Task instructions
Output only the lines below from the one containing "use serde_json::json;" to the one containing "fn get_hero_returns_info_stats_and_affiliations(pool: PgPool)", exactly as written, both ends kept.
----- Data provided -----
//! Integration tests for hero lookups, ranking, updates and deletes.

mod common;

use axum::http::StatusCode;
use common::{body_json, delete, get, post_json, post_raw, seed};
use serde_json::json;
use sqlx::PgPool;

// ---------------------------------------------------------------------------
// GET /hero/{name}
// ---------------------------------------------------------------------------

#[sqlx::test(migrations = "../../db/migrations")]
async fn get_hero_returns_info_stats_and_affiliations(pool: PgPool) {
    seed(&pool).await;
    let app = common::build_test_app(pool);

    let response = get(app, "/hero/HULK").await;
    assert_eq!(response.status(), StatusCode::OK);

    let json = body_json(response).await;
    assert_eq!(
        json,
        json!({
            "heroes": [{
                "info": {
                    "id": 2,
                    "name": "Bruce Banner",
                    "alias": "Hulk",
                    "species": "Human / Radiation",
                    "first_appearance": "Incredible Hulk #1",
                    "publisher": "Marvel Comics"
                },
                "stats": {
                    "id": 2,
                    "intelligence": 0,
                    "strength": 99,
                    "speed": 0,
                    "durability": 100,
                    "power": 0,
                    "combat": 0
                },
                "affiliations": ["Avengers", "Defenders"]
            }]
        })
    );
}

#[sqlx::test(migrations = "../../db/migrations")]
async fn get_hero_defaults_missing_sub_mappings(pool: PgPool) {
    seed(&pool).await;
    let app = common::build_test_app(pool);

    let json = body_json(get(app, "/hero/robin").await).await;
    let robin = &json["heroes"][0];

    // No biography or appearance in the catalog record.
    assert_eq!(robin["info"]["name"], "");
    assert_eq!(robin["info"]["species"], "");
    assert_eq!(robin["stats"]["strength"], 10);
    assert_eq!(robin["stats"]["speed"], 0);
}

#[sqlx::test(migrations = "../../db/migrations")]
async fn get_hero_with_wildcard_returns_every_match(pool: PgPool) {
    seed(&pool).await;
    let app = common::build_test_app(pool);

    let json = body_json(get(app, "/hero/%25i%25").await).await;
    let aliases: Vec<_> = json["heroes"]
        .as_array()
        .unwrap()
        .iter()
        .map(|hero| hero["info"]["alias"].as_str().unwrap().to_string())
        .collect();

    assert_eq!(aliases, vec!["Spidey", "Robin"]);
}

#[sqlx::test(migrations = "../../db/migrations")]
async fn get_unknown_hero_returns_empty_list(pool: PgPool) {
    seed(&pool).await;
    let app = common::build_test_app(pool);

    let response = get(app, "/hero/Superman").await;

    assert_eq!(response.status(), StatusCode::OK);
    assert_eq!(body_json(response).await, json!({ "heroes": [] }));
}

// ---------------------------------------------------------------------------
// GET /hero/strongest/{stat}
// ---------------------------------------------------------------------------

#[sqlx::test(migrations = "../../db/migrations")]
async fn strongest_returns_top_n_descending(pool: PgPool) {
    seed(&pool).await;
    let app = common::build_test_app(pool);

    let response = get(app, "/hero/strongest/strength?limit=2").await;
    assert_eq!(response.status(), StatusCode::OK);

    assert_eq!(
        body_json(response).await,
        json!({
            "status": "SUCCESS",
            "heroes": [
                { "alias": "Hulk", "strength": 99 },
                { "alias": "Spidey", "strength": 55 }
            ]
        })
    );
}

#[sqlx::test(migrations = "../../db/migrations")]
async fn strongest_defaults_limit_and_ignores_stat_case(pool: PgPool) {
    seed(&pool).await;
    let app = common::build_test_app(pool);

    let json = body_json(get(app, "/hero/strongest/Durability").await).await;
    let heroes = json["heroes"].as_array().unwrap();

    // Only three heroes exist, fewer than the default limit of 5.
    assert_eq!(heroes.len(), 3);
    assert_eq!(heroes[0], json!({ "alias": "Hulk", "durability": 100 }));
}

#[sqlx::test(migrations = "../../db/migrations")]
async fn strongest_rejects_unknown_stat(pool: PgPool) {
    let app = common::build_test_app(pool);

    let response = get(app, "/hero/strongest/charisma").await;
    assert_eq!(response.status(), StatusCode::BAD_REQUEST);

    let json = body_json(response).await;
    assert_eq!(json["code"], "VALIDATION_ERROR");
    assert!(json["message"].as_str().unwrap().contains("charisma"));
}

#[sqlx::test(migrations = "../../db/migrations")]
async fn strongest_rejects_injection_through_stat(pool: PgPool) {
    seed(&pool).await;
    let app = common::build_test_app(pool.clone());

    let response = get(app, "/hero/strongest/strength;%20DROP%20TABLE%20hero").await;
    assert_eq!(response.status(), StatusCode::BAD_REQUEST);

    let count: (i64,) = sqlx::query_as("SELECT COUNT(*) FROM hero")
        .fetch_one(&pool)
        .await
        .unwrap();
    assert_eq!(count.0, 3);
}

#[sqlx::test(migrations = "../../db/migrations")]
async fn strongest_rejects_non_numeric_limit_as_json(pool: PgPool) {
    let app = common::build_test_app(pool);

    let response = get(app, "/hero/strongest/strength?limit=abc").await;
    assert_eq!(response.status(), StatusCode::BAD_REQUEST);
    assert_eq!(
        response.headers().get("content-type").unwrap(),
        "application/json"
    );

    let json = body_json(response).await;
    assert_eq!(json["code"], "BAD_REQUEST");
    assert!(json["message"].is_string());
}

#[sqlx::test(migrations = "../../db/migrations")]
async fn strongest_rejects_negative_limit(pool: PgPool) {
    let app = common::build_test_app(pool);

    let response = get(app, "/hero/strongest/speed?limit=-1").await;
    assert_eq!(response.status(), StatusCode::BAD_REQUEST);
    assert_eq!(body_json(response).await["code"], "BAD_REQUEST");
}

// ---------------------------------------------------------------------------
// POST /fix
// ---------------------------------------------------------------------------

#[sqlx::test(migrations = "../../db/migrations")]
async fn fix_updates_stats_and_returns_row(pool: PgPool) {
    seed(&pool).await;
    let app = common::build_test_app(pool.clone());

    let body = json!({ "table": "hero_stats", "name": "spidey", "combat": 85 });
    let response = post_json(app, "/fix", body).await;
    assert_eq!(response.status(), StatusCode::OK);

    assert_eq!(
        body_json(response).await,
        json!({
            "status": "SUCCESS",
            "response": {
                "alias": "Spidey",
                "hero_stats": {
                    "id": 1,
                    "intelligence": 0,
                    "strength": 55,
                    "speed": 0,
                    "durability": 0,
                    "power": 0,
                    "combat": 85
                }
            }
        })
    );

    let app = common::build_test_app(pool);
    let json = body_json(get(app, "/hero/Spidey").await).await;
    assert_eq!(json["heroes"][0]["stats"]["combat"], 85);
}

#[sqlx::test(migrations = "../../db/migrations")]
async fn fix_updates_hero_columns(pool: PgPool) {
    seed(&pool).await;
    let app = common::build_test_app(pool);

    let body = json!({
        "table": "hero",
        "name": "Robin",
        "publisher": "DC Comics",
        "species": null
    });
    let response = post_json(app, "/fix", body).await;
    assert_eq!(response.status(), StatusCode::OK);

    let json = body_json(response).await;
    assert_eq!(json["response"]["alias"], "Robin");
    assert_eq!(json["response"]["publisher"], "DC Comics");
    assert_eq!(json["response"]["species"], serde_json::Value::Null);
}

#[sqlx::test(migrations = "../../db/migrations")]
async fn fix_without_table_is_rejected_and_changes_nothing(pool: PgPool) {
    seed(&pool).await;
    let app = common::build_test_app(pool.clone());

    let response = post_json(app, "/fix", json!({ "name": "Hulk", "strength": 1 })).await;
    assert_eq!(response.status(), StatusCode::BAD_REQUEST);

    let json = body_json(response).await;
    assert_eq!(json["code"], "VALIDATION_ERROR");
    assert_eq!(json["message"], "table is required");

    let strength: (i32,) = sqlx::query_as("SELECT strength FROM hero_stats WHERE id = 2")
        .fetch_one(&pool)
        .await
        .unwrap();
    assert_eq!(strength.0, 99);
}

#[sqlx::test(migrations = "../../db/migrations")]
async fn fix_rejects_columns_outside_allow_list(pool: PgPool) {
    seed(&pool).await;
    let app = common::build_test_app(pool);

    let body = json!({ "table": "hero", "name": "Hulk", "id": 7 });
    let response = post_json(app, "/fix", body).await;

    assert_eq!(response.status(), StatusCode::BAD_REQUEST);
    assert_eq!(body_json(response).await["code"], "VALIDATION_ERROR");
}

#[sqlx::test(migrations = "../../db/migrations")]
async fn fix_with_malformed_json_returns_json_error(pool: PgPool) {
    let app = common::build_test_app(pool);

    let response = post_raw(app, "/fix", Some("application/json"), "{not json").await;
    assert_eq!(response.status(), StatusCode::BAD_REQUEST);
    assert_eq!(
        response.headers().get("content-type").unwrap(),
        "application/json"
    );
    assert_eq!(body_json(response).await["code"], "BAD_REQUEST");
}

#[sqlx::test(migrations = "../../db/migrations")]
async fn fix_without_content_type_returns_json_error(pool: PgPool) {
    let app = common::build_test_app(pool);

    let body = r#"{"table":"hero","name":"Hulk","publisher":"Marvel"}"#;
    let response = post_raw(app, "/fix", None, body).await;
    assert_eq!(response.status(), StatusCode::BAD_REQUEST);

    let json = body_json(response).await;
    assert_eq!(json["code"], "BAD_REQUEST");
    assert!(json["message"].as_str().unwrap().contains("Content-Type"));
}

#[sqlx::test(migrations = "../../db/migrations")]
async fn fix_affiliation_of_multi_group_hero_returns_409(pool: PgPool) {
    seed(&pool).await;
    let app = common::build_test_app(pool.clone());

    let body = json!({
        "table": "hero_affiliation",
        "name": "Spidey",
        "affiliation": "New Avengers"
    });
    let response = post_json(app, "/fix", body).await;
    assert_eq!(response.status(), StatusCode::CONFLICT);

    let json = body_json(response).await;
    assert_eq!(json["code"], "CONFLICT");
    assert!(json["message"].as_str().unwrap().contains("affiliations"));

    let app = common::build_test_app(pool);
    let json = body_json(get(app, "/hero/Spidey").await).await;
    assert_eq!(json["heroes"][0]["affiliations"], json!(["Avengers", "Defenders"]));
}

#[sqlx::test(migrations = "../../db/migrations")]
async fn fix_unknown_alias_returns_404(pool: PgPool) {
    seed(&pool).await;
    let app = common::build_test_app(pool);

    let body = json!({ "table": "hero_stats", "name": "Superman", "power": 100 });
    let response = post_json(app, "/fix", body).await;

    assert_eq!(response.status(), StatusCode::NOT_FOUND);
    assert_eq!(body_json(response).await["code"], "NOT_FOUND");
}

#[sqlx::test(migrations = "../../db/migrations")]
async fn fix_ambiguous_alias_returns_409(pool: PgPool) {
    seed(&pool).await;
    sqlx::query("INSERT INTO hero (id, alias) VALUES (4, 'robin')")
        .execute(&pool)
        .await
        .unwrap();
    let app = common::build_test_app(pool);

    let body = json!({ "table": "hero", "name": "Robin", "publisher": "DC Comics" });
    let response = post_json(app, "/fix", body).await;

    assert_eq!(response.status(), StatusCode::CONFLICT);
    assert_eq!(body_json(response).await["code"], "CONFLICT");
}

// ---------------------------------------------------------------------------
// DELETE /delete/{name}
// ---------------------------------------------------------------------------

#[sqlx::test(migrations = "../../db/migrations")]
async fn delete_removes_hero_and_dependents(pool: PgPool) {
    seed(&pool).await;
    let app = common::build_test_app(pool.clone());

    let response = delete(app, "/delete/hulk").await;
    assert_eq!(response.status(), StatusCode::OK);
    assert_eq!(
        body_json(response).await,
        json!({ "status": "SUCCESS", "deleted": 1 })
    );

    let app = common::build_test_app(pool.clone());
    assert_eq!(body_json(get(app, "/hero/Hulk").await).await, json!({ "heroes": [] }));

    let stats: (i64,) = sqlx::query_as("SELECT COUNT(*) FROM hero_stats WHERE id = 2")
        .fetch_one(&pool)
        .await
        .unwrap();
    assert_eq!(stats.0, 0);
}

#[sqlx::test(migrations = "../../db/migrations")]
async fn delete_unknown_alias_succeeds_with_zero(pool: PgPool) {
    seed(&pool).await;
    let app = common::build_test_app(pool);

    let response = delete(app, "/delete/Superman").await;

    assert_eq!(response.status(), StatusCode::OK);
    assert_eq!(body_json(response).await["deleted"], 0);
}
-----
Answer to this exercise
use serde_json::json;
use sqlx::PgPool;

// ---------------------------------------------------------------------------
// GET /hero/{name}
// ---------------------------------------------------------------------------

#[sqlx::test(migrations = "../../db/migrations")]
async fn get_hero_returns_info_stats_and_affiliations(pool: PgPool) {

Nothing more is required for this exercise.